Finnish health authorities reported Tuesday 220 new coronavirus infections. Added to the 502 infections reported between Saturday and Monday, they make a total of 722 new cases since last Saturday. In addition, a person died in the Kuopio region as a result of the disease.
More specifically, the National Institute for Health and Welfare (THL) reported 412 new infections found on Saturday and Sunday, 90 on Monday and 220 on Tuesday.
With this increase, the total number of infected people in Finland since the start of the pandemic rises to 18,107.
To date, the Nordic country has also reported 363 deaths associated with the Covid-19 disease, most of them (289) in the Helsinki-Uusimaa region.
According to THL, the average age of the deceased is 84. The vast majority of them (over 95 percent) had one or more previous long-term illnesses.
86 patients in hospital care
The number of people hospitalized for coronavirus increased by 18 compared to the previous report, to 86. In turn, the number of patients in intensive care remained stable at 13.
The largest number of new cases have been recorded in the hospital districts of Helsinki and Uusimaa, Southwest Finland, North Ostrobothnia and Pirkanmaa.Incidence of new cases, THL says.
Infections increasing in Helsinki
The Uusimaa Region Health Authority (HUS) reported Tuesday that cases have been increasing during the autumn at the rate of 700-800 per week.

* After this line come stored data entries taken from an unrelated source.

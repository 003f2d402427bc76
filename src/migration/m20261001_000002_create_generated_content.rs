//! Migration: Create generated_content table.
//!
//! One row per single-job generation. Regeneration updates the row in place.

use sea_orm_migration::prelude::*;

#[derive(DeriveMigrationName)]
pub struct Migration;

#[async_trait::async_trait]
impl MigrationTrait for Migration {
    async fn up(&self, manager: &SchemaManager) -> Result<(), DbErr> {
        manager
            .get_connection()
            .execute_unprepared(
                r#"
                CREATE TABLE generated_content (
                    id UUID PRIMARY KEY, -- UUIDv7 for time-ordered sorting
                    user_id UUID NOT NULL,
                    fabric_id UUID NOT NULL REFERENCES fabric_images(id) ON DELETE CASCADE,

                    model_image_url TEXT,
                    background_image_url TEXT,
                    caption_english TEXT,
                    caption_hindi TEXT,

                    -- Seller approval
                    status VARCHAR(20) NOT NULL DEFAULT 'pending'
                        CHECK (status IN ('pending', 'approved', 'rejected')),

                    -- Generation outcome; image URL is set iff completed
                    generation_status VARCHAR(20) NOT NULL DEFAULT 'generating'
                        CHECK (generation_status IN ('generating', 'completed', 'failed')),
                    error_message TEXT,

                    created_at TIMESTAMPTZ NOT NULL DEFAULT NOW(),
                    updated_at TIMESTAMPTZ NOT NULL DEFAULT NOW(),

                    CONSTRAINT generated_content_image_when_completed
                        CHECK ((generation_status = 'completed') = (model_image_url IS NOT NULL))
                );

                CREATE INDEX idx_generated_content_user_id ON generated_content(user_id, created_at DESC);
                CREATE INDEX idx_generated_content_fabric_id ON generated_content(fabric_id);

                CREATE TRIGGER update_generated_content_updated_at
                    BEFORE UPDATE ON generated_content
                    FOR EACH ROW
                    EXECUTE FUNCTION update_updated_at_column();
                "#,
            )
            .await?;

        Ok(())
    }

    async fn down(&self, manager: &SchemaManager) -> Result<(), DbErr> {
        manager
            .get_connection()
            .execute_unprepared(
                r#"
                DROP TRIGGER IF EXISTS update_generated_content_updated_at ON generated_content;
                DROP TABLE IF EXISTS generated_content CASCADE;
                "#,
            )
            .await?;

        Ok(())
    }
}
//! API endpoint modules.

pub mod content;
pub mod health;
pub mod multi_fabric;
pub mod openapi;
pub mod reels;

pub use content::configure_routes as configure_content_routes;
pub use health::configure_health_routes;
pub use multi_fabric::configure_routes as configure_multi_fabric_routes;
pub use openapi::ApiDoc;
pub use reels::configure_routes as configure_reel_routes;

“During the autumn, 700–800 new infections have been diagnosed in the HUS area every week after the good summer situation. The positivity percentage of the samples has also been on the rise. In the last two weeks, almost 3% of all samples were positive," says Markku Mäkijärvi, Chief Medical Officer in HUS.
According to HUS, the incidence of coronavirus infections in Uusimaa (94.5 per 100,000 inhabitants in the past two weeks) already exceeds the limit set by THL for a region to be considered in the acceleration phase.
The average incidence of cases for the whole country is 51.1 per 100,000 residents in the previous two weeks, according to THL.